### PROBLEM DESCRIPTION
Return verbatim the line containing "frontmatter block in" together with all lines that follow it, through the end of the records.

### SUPPLIED DATA
---+---
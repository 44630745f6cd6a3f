use std::path::PathBuf;

use thiserror::Error;

/// Failures at the tool registry boundary.
///
/// None of these abort the agent loop: [`crate::ToolRegistry::invoke`] renders
/// them into the tool-result text the model sees on its next turn.
#[derive(Debug, Error)]
pub enum ToolError {
    #[error("Tool not found: {name}. Available tools: {available}")]
    NotFound { name: String, available: String },

    #[error("Invalid parameters for tool '{name}': {reason}")]
    InvalidArguments { name: String, reason: String },

    #[error("{name} failed: {message}")]
    Failed { name: String, message: String },
}

/// Reasons a `SKILL.md` file is rejected during a scan.
#[derive(Debug, Error)]
pub enum SkillError {
    #[error("missing frontmatter block in {}", .0.display())]
    MissingFrontmatter(PathBuf),

    #[error("frontmatter in {} has no '{field}'", .path.display())]
    MissingField { field: &'static str, path: PathBuf },

    #[error("failed to read {}: {source}", .path.display())]
    Io {
        path: PathBuf,
        #[source]
        source: std::io::Error,
    },
}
---+---
### RESULT OF THIS TASK
    #[error("missing frontmatter block in {}", .0.display())]
    MissingFrontmatter(PathBuf),

    #[error("frontmatter in {} has no '{field}'", .path.display())]
    MissingField { field: &'static str, path: PathBuf },

    #[error("failed to read {}: {source}", .path.display())]
    Io {
        path: PathBuf,
        #[source]
        source: std::io::Error,
    },
}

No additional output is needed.